The whole town knows about the Duke’s interest in women, and upon the Duke’s arrival, he informs the three senators that he expects them to attend the festival with their wives. Unfortunately all the wives seem to fall ill. So the Duke asks Caramello to pick up Barbara at night when it is dark. Just to be safe, Senator Delaqua arranges to send his wife by gondola to her aunt on Murano Island, even though he is also anxious to satisfy the Duke so he may receive the appointment of palace administrator. Therefore he asks Ciboletta to accompany him to the festival as his wife, pay attention to the Duke and perhaps even ask the Duke to give the appointment to Delaqua.
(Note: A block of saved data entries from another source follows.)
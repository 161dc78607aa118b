use super::service::service;
use crate::modules::auth::middleware::Auth;
use crate::types::Context;
use crate::utils::pagination::Pagination;
use axum::{extract::State, response::IntoResponse};
use std::sync::Arc;

pub async fn handler(
    State(ctx): State<Arc<Context>>,
    auth: Auth,
    pagination: Pagination,
) -> impl IntoResponse {
    service(ctx, auth, pagination).await
}
use chrono::NaiveDateTime;
use serde::Serialize;
use sqlx::PgExecutor;
use ulid::Ulid;

#[derive(Serialize, Clone, Debug, sqlx::FromRow)]
pub struct Product {
    pub id: String,
    pub title: String,
    pub description: String,
    pub price: i32,
    pub image_url: Option<String>,
    pub category_id: String,
    pub created_at: NaiveDateTime,
    pub updated_at: Option<NaiveDateTime>,
}

#[derive(sqlx::FromRow)]
struct ProductWithCount {
    #[sqlx(flatten)]
    product: Product,
    total_count: i64,
}

pub struct CreateProductPayload {
    pub title: String,
    pub description: String,
    pub price: i32,
    pub image_url: Option<String>,
    pub category_id: String,
}

#[derive(Clone, Debug, Default)]
pub struct Filters {
    pub category_id: Option<String>,
    pub search: Option<String>,
    pub oldest_first: bool,
}

#[derive(Debug)]
pub enum Error {
    /// The product is still referenced by cart line items.
    InUse,
    UnexpectedError,
}

fn is_foreign_key_violation(err: &sqlx::Error) -> bool {
    err.as_database_error()
        .and_then(|err| err.code())
        .map(|code| code == "23503")
        .unwrap_or(false)
}

pub async fn create<'e, E: PgExecutor<'e>>(
    e: E,
    payload: CreateProductPayload,
) -> Result<Product, Error> {
    sqlx::query_as::<_, Product>(
        "
        INSERT INTO products (id, title, description, price, image_url, category_id)
        VALUES ($1, $2, $3, $4, $5, $6)
        RETURNING *
        ",
    )
    .bind(Ulid::new().to_string())
    .bind(payload.title)
    .bind(payload.description)
    .bind(payload.price)
    .bind(payload.image_url)
    .bind(payload.category_id)
    .fetch_one(e)
    .await
    .map_err(|err| {
        tracing::error!("Error occurred while trying to create a product: {}", err);
        Error::UnexpectedError
    })
}

pub async fn find_by_id<'e, E: PgExecutor<'e>>(e: E, id: String) -> Result<Option<Product>, Error> {
    sqlx::query_as::<_, Product>("SELECT * FROM products WHERE id = $1")
        .bind(id)
        .fetch_optional(e)
        .await
        .map_err(|err| {
            tracing::error!("Error occurred while trying to fetch product by id: {}", err);
            Error::UnexpectedError
        })
}

pub async fn find_by_title<'e, E: PgExecutor<'e>>(
    e: E,
    title: String,
) -> Result<Option<Product>, Error> {
    sqlx::query_as::<_, Product>("SELECT * FROM products WHERE title = $1")
        .bind(title)
        .fetch_optional(e)
        .await
        .map_err(|err| {
            tracing::error!(
                "Error occurred while trying to fetch product by title: {}",
                err
            );
            Error::UnexpectedError
        })
}

pub async fn find_many<'e, E: PgExecutor<'e>>(
    e: E,
    offset: u32,
    limit: u32,
    filters: Filters,
) -> Result<(Vec<Product>, u32), Error> {
    let direction = if filters.oldest_first { "ASC" } else { "DESC" };
    let query = format!(
        "
        SELECT *, COUNT(*) OVER () AS total_count
        FROM products
        WHERE
            ($1::TEXT IS NULL OR category_id = $1)
            AND (
                $2::TEXT IS NULL
                OR TO_TSVECTOR('english', title || ' ' || description)
                    @@ PLAINTO_TSQUERY('english', $2)
            )
        ORDER BY created_at {direction}, id {direction}
        OFFSET $3 LIMIT $4
        "
    );

    let rows = sqlx::query_as::<_, ProductWithCount>(query.as_str())
        .bind(filters.category_id)
        .bind(filters.search)
        .bind(offset as i64)
        .bind(limit as i64)
        .fetch_all(e)
        .await
        .map_err(|err| {
            tracing::error!("Error occurred while trying to fetch many products: {}", err);
            Error::UnexpectedError
        })?;

    let total = rows.first().map(|row| row.total_count as u32).unwrap_or(0);
    Ok((rows.into_iter().map(|row| row.product).collect(), total))
}

pub struct UpdateProductPayload {
    pub title: Option<String>,
    pub description: Option<String>,
    pub price: Option<i32>,
    pub image_url: Option<String>,
    pub category_id: Option<String>,
}

pub async fn update_by_id<'e, E: PgExecutor<'e>>(
    e: E,
    id: String,
    payload: UpdateProductPayload,
) -> Result<Option<Product>, Error> {
    sqlx::query_as::<_, Product>(
        "
        UPDATE products SET
            title = COALESCE($2, title),
            description = COALESCE($3, description),
            price = COALESCE($4, price),
            image_url = COALESCE($5, image_url),
            category_id = COALESCE($6, category_id),
            updated_at = NOW()
        WHERE id = $1
        RETURNING *
        ",
    )
    .bind(id.clone())
    .bind(payload.title)
    .bind(payload.description)
    .bind(payload.price)
    .bind(payload.image_url)
    .bind(payload.category_id)
    .fetch_optional(e)
    .await
    .map_err(|err| {
        tracing::error!(
            "Error occurred while trying to update product by id {}: {}",
            id,
            err
        );
        Error::UnexpectedError
    })
}

pub async fn delete_by_id<'e, E: PgExecutor<'e>>(e: E, id: String) -> Result<bool, Error> {
    sqlx::query("DELETE FROM products WHERE id = $1")
        .bind(id.clone())
        .execute(e)
        .await
        .map(|result| result.rows_affected() > 0)
        .map_err(|err| {
            if is_foreign_key_violation(&err) {
                return Error::InUse;
            }

            tracing::error!(
                "Error occurred while trying to delete product by id {}: {}",
                id,
                err
            );
            Error::UnexpectedError
        })
}
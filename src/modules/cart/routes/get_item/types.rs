pub mod request {}

pub mod response {
    use axum::{http::StatusCode, response::IntoResponse, Json};
    use serde_json::json;

    use crate::modules::cart::repository::CartLineDetail;

    pub enum Success {
        Item(CartLineDetail),
    }

    impl IntoResponse for Success {
        fn into_response(self) -> axum::response::Response {
            match self {
                Self::Item(item) => (StatusCode::OK, Json(json!(item))).into_response(),
            }
        }
    }

    pub enum Error {
        NotFound,
        FailedToFetchItem,
    }

    impl IntoResponse for Error {
        fn into_response(self) -> axum::response::Response {
            match self {
                Self::NotFound => (
                    StatusCode::NOT_FOUND,
                    Json(json!({ "error": "Item not found" })),
                )
                    .into_response(),
                Self::FailedToFetchItem => (
                    StatusCode::INTERNAL_SERVER_ERROR,
                    Json(json!({ "error": "Failed to fetch cart item" })),
                )
                    .into_response(),
            }
        }
    }

    pub type Response = Result<Success, Error>;
}
mod get;
mod list;
mod place;

use crate::types::Context;
use axum::routing::Router;
use std::sync::Arc;

pub fn get_router() -> Router<Arc<Context>> {
    Router::new()
        .merge(list::get_router())
        .merge(place::get_router())
        .merge(get::get_router())
}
This evening also happens to be Delaqua’s birthday, and the other guests crowd around him singing so he cannot see what his wife is doing. Of course he is not aware of this and is deeply moved by the music of the guests. The women, on the other hand, have made other plans for the evening. Barbara does not intend to go to stay with her aunt. She has planned to meet a young man, Enrico. She asks her nurse and friend, Annina, to take her place on the gondola that will be arranged by Caramello.
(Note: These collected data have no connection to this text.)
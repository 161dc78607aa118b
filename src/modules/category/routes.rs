use axum::{
    extract::{Path, State},
    http::StatusCode,
    response::IntoResponse,
    routing::get,
    Json, Router,
};
use serde::Deserialize;
use serde_json::json;
use std::sync::Arc;
use validator::Validate;

use super::repository;
use crate::{
    modules::auth::middleware::AdminAuth,
    types::Context,
    utils::{self, pagination::Pagination, sanitize},
};

#[derive(Deserialize, Validate)]
pub struct CategoryPayload {
    #[validate(length(
        min = 1,
        max = 128,
        message = "Category title must be a string of 1 to 128 characters"
    ))]
    title: String,
}

async fn get_categories(
    State(ctx): State<Arc<Context>>,
    pagination: Pagination,
) -> impl IntoResponse {
    match repository::find_many(&ctx.db_conn.pool, pagination.offset, pagination.limit).await {
        Ok((categories, total)) => (
            StatusCode::OK,
            Json(json!(utils::pagination::Paginated::new(
                categories,
                total,
                &pagination,
                "/categories"
            ))),
        ),
        Err(_) => (
            StatusCode::INTERNAL_SERVER_ERROR,
            Json(json!({ "error": "Failed to fetch categories" })),
        ),
    }
}

async fn get_category_by_id(
    Path(id): Path<String>,
    State(ctx): State<Arc<Context>>,
) -> impl IntoResponse {
    match repository::find_by_id(&ctx.db_conn.pool, id).await {
        Ok(Some(category)) => (StatusCode::OK, Json(json!(category))),
        Ok(None) => (
            StatusCode::NOT_FOUND,
            Json(json!({ "error": "Item not found" })),
        ),
        Err(_) => (
            StatusCode::INTERNAL_SERVER_ERROR,
            Json(json!({ "error": "Failed to fetch category" })),
        ),
    }
}

async fn create_category(
    State(ctx): State<Arc<Context>>,
    _: AdminAuth,
    Json(payload): Json<CategoryPayload>,
) -> impl IntoResponse {
    if let Err(errors) = payload.validate() {
        return utils::validation::into_response(errors);
    }

    let title = sanitize::clean(payload.title.as_str());

    match repository::find_by_title(&ctx.db_conn.pool, title.clone()).await {
        Ok(None) => (),
        Ok(Some(_)) => {
            return (
                StatusCode::BAD_REQUEST,
                Json(json!({ "error": "Category already exists" })),
            )
        }
        Err(_) => {
            return (
                StatusCode::INTERNAL_SERVER_ERROR,
                Json(json!({ "error": "Failed to create category" })),
            )
        }
    };

    match repository::create(&ctx.db_conn.pool, title).await {
        Ok(category) => (StatusCode::CREATED, Json(json!(category))),
        Err(_) => (
            StatusCode::INTERNAL_SERVER_ERROR,
            Json(json!({ "error": "Failed to create category" })),
        ),
    }
}

async fn update_category_by_id(
    Path(id): Path<String>,
    State(ctx): State<Arc<Context>>,
    _: AdminAuth,
    Json(payload): Json<CategoryPayload>,
) -> impl IntoResponse {
    if let Err(errors) = payload.validate() {
        return utils::validation::into_response(errors);
    }

    let title = sanitize::clean(payload.title.as_str());

    match repository::find_by_title(&ctx.db_conn.pool, title.clone()).await {
        Ok(None) => (),
        Ok(Some(_)) => {
            return (
                StatusCode::BAD_REQUEST,
                Json(json!({ "error": "Category already exists" })),
            )
        }
        Err(_) => {
            return (
                StatusCode::INTERNAL_SERVER_ERROR,
                Json(json!({ "error": "Failed to update category" })),
            )
        }
    };

    match repository::update_by_id(&ctx.db_conn.pool, id, title).await {
        Ok(Some(category)) => (StatusCode::OK, Json(json!(category))),
        Ok(None) => (
            StatusCode::NOT_FOUND,
            Json(json!({ "error": "Item not found" })),
        ),
        Err(repository::Error::InUse) => (
            StatusCode::BAD_REQUEST,
            Json(json!({
                "error": "Category contains products. Remove them before changing the category"
            })),
        ),
        Err(_) => (
            StatusCode::INTERNAL_SERVER_ERROR,
            Json(json!({ "error": "Failed to update category" })),
        ),
    }
}

async fn delete_category_by_id(
    Path(id): Path<String>,
    State(ctx): State<Arc<Context>>,
    _: AdminAuth,
) -> impl IntoResponse {
    match repository::delete_by_id(&ctx.db_conn.pool, id).await {
        Ok(true) => (StatusCode::NO_CONTENT, Json(json!({}))),
        Ok(false) => (
            StatusCode::NOT_FOUND,
            Json(json!({ "error": "Item not found" })),
        ),
        Err(repository::Error::InUse) => (
            StatusCode::BAD_REQUEST,
            Json(json!({
                "error": "Category contains products. Remove them before deleting the category"
            })),
        ),
        Err(_) => (
            StatusCode::INTERNAL_SERVER_ERROR,
            Json(json!({ "error": "Failed to delete category" })),
        ),
    }
}

pub fn get_router() -> Router<Arc<Context>> {
    Router::new()
        .route("/", get(get_categories).post(create_category))
        .route(
            "/:id",
            get(get_category_by_id)
                .patch(update_category_by_id)
                .delete(delete_category_by_id),
        )
}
Act 2: At the Duke’s palace.
The evening’s events have meant that Caramello unknowingly delivers his own girl-friend to the Duke’s palace. He realises his mistake too late and Annina enjoys making him jealous. The Duke welcomes the beautiful lady and brings her to the apartment for supper, convinced that she is Barbara. Delaqua appears, presenting Ciboletta as his wife. The confused Duke suddenly has two ladies called Barbara at the table. He intends to find out which of them is the real one. Ciboletta then asks the Duke for the appointment, not as administrator but as a court cook. She, of course, is planning for herself and Pappacoda.
The two jealous men, Caramello and Pappacoda, create several opportunities to interrupt the Duke in his apartment. In the meantime the Duke’s other guests are eating, dancing and celebrating in the palace. Another senator’s wife, Agricola, and a crowd of swarthy, ugly ladies, appear to pay their respects to the Duke, singing that they are not at all concerned about the rumour that the Duke is a lady-killer.
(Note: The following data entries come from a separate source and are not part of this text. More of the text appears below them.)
use chrono::NaiveDateTime;
use serde::Serialize;
use sqlx::PgExecutor;
use ulid::Ulid;

#[derive(Serialize, Clone, Debug, sqlx::FromRow)]
pub struct User {
    pub id: String,
    pub username: String,
    pub email: String,
    #[serde(skip_serializing)]
    pub password_hash: String,
    pub is_admin: bool,
    pub created_at: NaiveDateTime,
    pub updated_at: Option<NaiveDateTime>,
}

#[derive(sqlx::FromRow)]
struct UserWithCount {
    #[sqlx(flatten)]
    user: User,
    total_count: i64,
}

pub struct CreateUserPayload {
    pub username: String,
    pub email: String,
    pub password_hash: String,
}

#[derive(Debug)]
pub enum Error {
    UnexpectedError,
}

pub async fn create<'e, E: PgExecutor<'e>>(e: E, payload: CreateUserPayload) -> Result<User, Error> {
    sqlx::query_as::<_, User>(
        "
        INSERT INTO users (id, username, email, password_hash)
        VALUES ($1, $2, $3, $4)
        RETURNING *
        ",
    )
    .bind(Ulid::new().to_string())
    .bind(payload.username)
    .bind(payload.email)
    .bind(payload.password_hash)
    .fetch_one(e)
    .await
    .map_err(|err| {
        tracing::error!("Error occurred while trying to create a user: {}", err);
        Error::UnexpectedError
    })
}

pub async fn find_by_id<'e, E: PgExecutor<'e>>(e: E, id: String) -> Result<Option<User>, Error> {
    sqlx::query_as::<_, User>("SELECT * FROM users WHERE id = $1")
        .bind(id.clone())
        .fetch_optional(e)
        .await
        .map_err(|err| {
            tracing::error!(
                "Error occurred while trying to fetch user by id {}: {}",
                id,
                err
            );
            Error::UnexpectedError
        })
}

pub async fn find_by_username<'e, E: PgExecutor<'e>>(
    e: E,
    username: String,
) -> Result<Option<User>, Error> {
    sqlx::query_as::<_, User>("SELECT * FROM users WHERE username = $1")
        .bind(username)
        .fetch_optional(e)
        .await
        .map_err(|err| {
            tracing::error!("Error occurred while trying to fetch user by username: {}", err);
            Error::UnexpectedError
        })
}

pub async fn find_by_email<'e, E: PgExecutor<'e>>(
    e: E,
    email: String,
) -> Result<Option<User>, Error> {
    sqlx::query_as::<_, User>("SELECT * FROM users WHERE email = $1")
        .bind(email)
        .fetch_optional(e)
        .await
        .map_err(|err| {
            tracing::error!("Error occurred while trying to fetch user by email: {}", err);
            Error::UnexpectedError
        })
}

pub async fn find_many<'e, E: PgExecutor<'e>>(
    e: E,
    offset: u32,
    limit: u32,
) -> Result<(Vec<User>, u32), Error> {
    let rows = sqlx::query_as::<_, UserWithCount>(
        "
        SELECT *, COUNT(*) OVER () AS total_count
        FROM users
        ORDER BY created_at, id
        OFFSET $1 LIMIT $2
        ",
    )
    .bind(offset as i64)
    .bind(limit as i64)
    .fetch_all(e)
    .await
    .map_err(|err| {
        tracing::error!("Error occurred while trying to fetch many users: {}", err);
        Error::UnexpectedError
    })?;

    let total = rows.first().map(|row| row.total_count as u32).unwrap_or(0);
    Ok((rows.into_iter().map(|row| row.user).collect(), total))
}

pub struct UpdateUserPayload {
    pub email: Option<String>,
    pub password_hash: Option<String>,
}

pub async fn update_by_id<'e, E: PgExecutor<'e>>(
    e: E,
    id: String,
    payload: UpdateUserPayload,
) -> Result<Option<User>, Error> {
    sqlx::query_as::<_, User>(
        "
        UPDATE users SET
            email = COALESCE($2, email),
            password_hash = COALESCE($3, password_hash),
            updated_at = NOW()
        WHERE id = $1
        RETURNING *
        ",
    )
    .bind(id.clone())
    .bind(payload.email)
    .bind(payload.password_hash)
    .fetch_optional(e)
    .await
    .map_err(|err| {
        tracing::error!(
            "Error occurred while trying to update user by id {}: {}",
            id,
            err
        );
        Error::UnexpectedError
    })
}

pub async fn set_admin_by_id<'e, E: PgExecutor<'e>>(
    e: E,
    id: String,
    is_admin: bool,
) -> Result<Option<User>, Error> {
    sqlx::query_as::<_, User>(
        "
        UPDATE users SET
            is_admin = $2,
            updated_at = NOW()
        WHERE id = $1
        RETURNING *
        ",
    )
    .bind(id.clone())
    .bind(is_admin)
    .fetch_optional(e)
    .await
    .map_err(|err| {
        tracing::error!(
            "Error occurred while trying to update admin status for user {}: {}",
            id,
            err
        );
        Error::UnexpectedError
    })
}

pub fn is_admin(user: &User) -> bool {
    user.is_admin
}
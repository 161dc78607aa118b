pub mod request {}

pub mod response {
    use axum::{http::StatusCode, response::IntoResponse, Json};
    use serde_json::json;

    use crate::modules::order::repository::Order;

    pub enum Success {
        Order(Order),
    }

    impl IntoResponse for Success {
        fn into_response(self) -> axum::response::Response {
            match self {
                Self::Order(order) => (StatusCode::OK, Json(json!(order))).into_response(),
            }
        }
    }

    pub enum Error {
        NotFound,
        Forbidden,
        FailedToFetchOrder,
    }

    impl IntoResponse for Error {
        fn into_response(self) -> axum::response::Response {
            match self {
                Self::NotFound => (
                    StatusCode::NOT_FOUND,
                    Json(json!({ "error": "Order not found" })),
                )
                    .into_response(),
                Self::Forbidden => (
                    StatusCode::FORBIDDEN,
                    Json(json!({ "error": "You do not have access to this order" })),
                )
                    .into_response(),
                Self::FailedToFetchOrder => (
                    StatusCode::INTERNAL_SERVER_ERROR,
                    Json(json!({ "error": "Failed to fetch order" })),
                )
                    .into_response(),
            }
        }
    }

    pub type Response = Result<Success, Error>;
}
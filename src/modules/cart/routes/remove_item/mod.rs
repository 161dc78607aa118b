mod handler;
mod service;
mod types;

use crate::types::Context;
use axum::routing::{delete, Router};
use std::sync::Arc;

pub fn get_router() -> Router<Arc<Context>> {
    Router::new().route("/line/:id", delete(handler::handler))
}
use super::types::response;
use crate::{
    modules::{auth::middleware::Auth, order::repository, user},
    types::Context,
};
use std::sync::Arc;

pub async fn service(ctx: Arc<Context>, auth: Auth, id: String) -> response::Response {
    // Existence is checked before ownership so an invalid id and a foreign
    // id are distinguishable, per the API contract.
    let order = repository::find_by_id(&ctx.db_conn.pool, id)
        .await
        .map_err(|_| response::Error::FailedToFetchOrder)?
        .ok_or(response::Error::NotFound)?;

    if order.owner_id != auth.user.id && !user::repository::is_admin(&auth.user) {
        return Err(response::Error::Forbidden);
    }

    Ok(response::Success::Order(order))
}
mod add_item;
mod get_item;
mod list;
mod remove_item;
mod update_item;

use crate::types::Context;
use axum::routing::Router;
use std::sync::Arc;

pub fn get_router() -> Router<Arc<Context>> {
    Router::new()
        .merge(list::get_router())
        .merge(add_item::get_router())
        .merge(get_item::get_router())
        .merge(update_item::get_router())
        .merge(remove_item::get_router())
}
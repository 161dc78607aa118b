use regex::Regex;

/// Strips markup from user-supplied text so script content never reaches the
/// store or gets echoed back to another client.
pub fn clean(value: &str) -> String {
    let tags = Regex::new(r"<[^>]*>").expect("valid pattern");
    tags.replace_all(value, "").trim().to_string()
}

#[cfg(test)]
mod tests {
    use super::clean;

    #[test]
    fn strips_script_tags() {
        assert_eq!(clean("<script>alert(1)</script>Widget"), "alert(1)Widget");
    }

    #[test]
    fn leaves_plain_text_alone() {
        assert_eq!(clean("1 Main St"), "1 Main St");
    }

    #[test]
    fn trims_surrounding_whitespace() {
        assert_eq!(clean("  Alice  "), "Alice");
    }
}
Suddenly the bells from the Church of San Marco ring out. It is time for everybody to enter the square and remove their masks.
Act 3: In St Mark’s Square.
The Duke has not achieved what he wanted, but he enjoys the practical joke and appoints Pappacoda as the court cook and Caramello as the palace administrator. The turbulent night is over and at the very least the women have got what they wanted.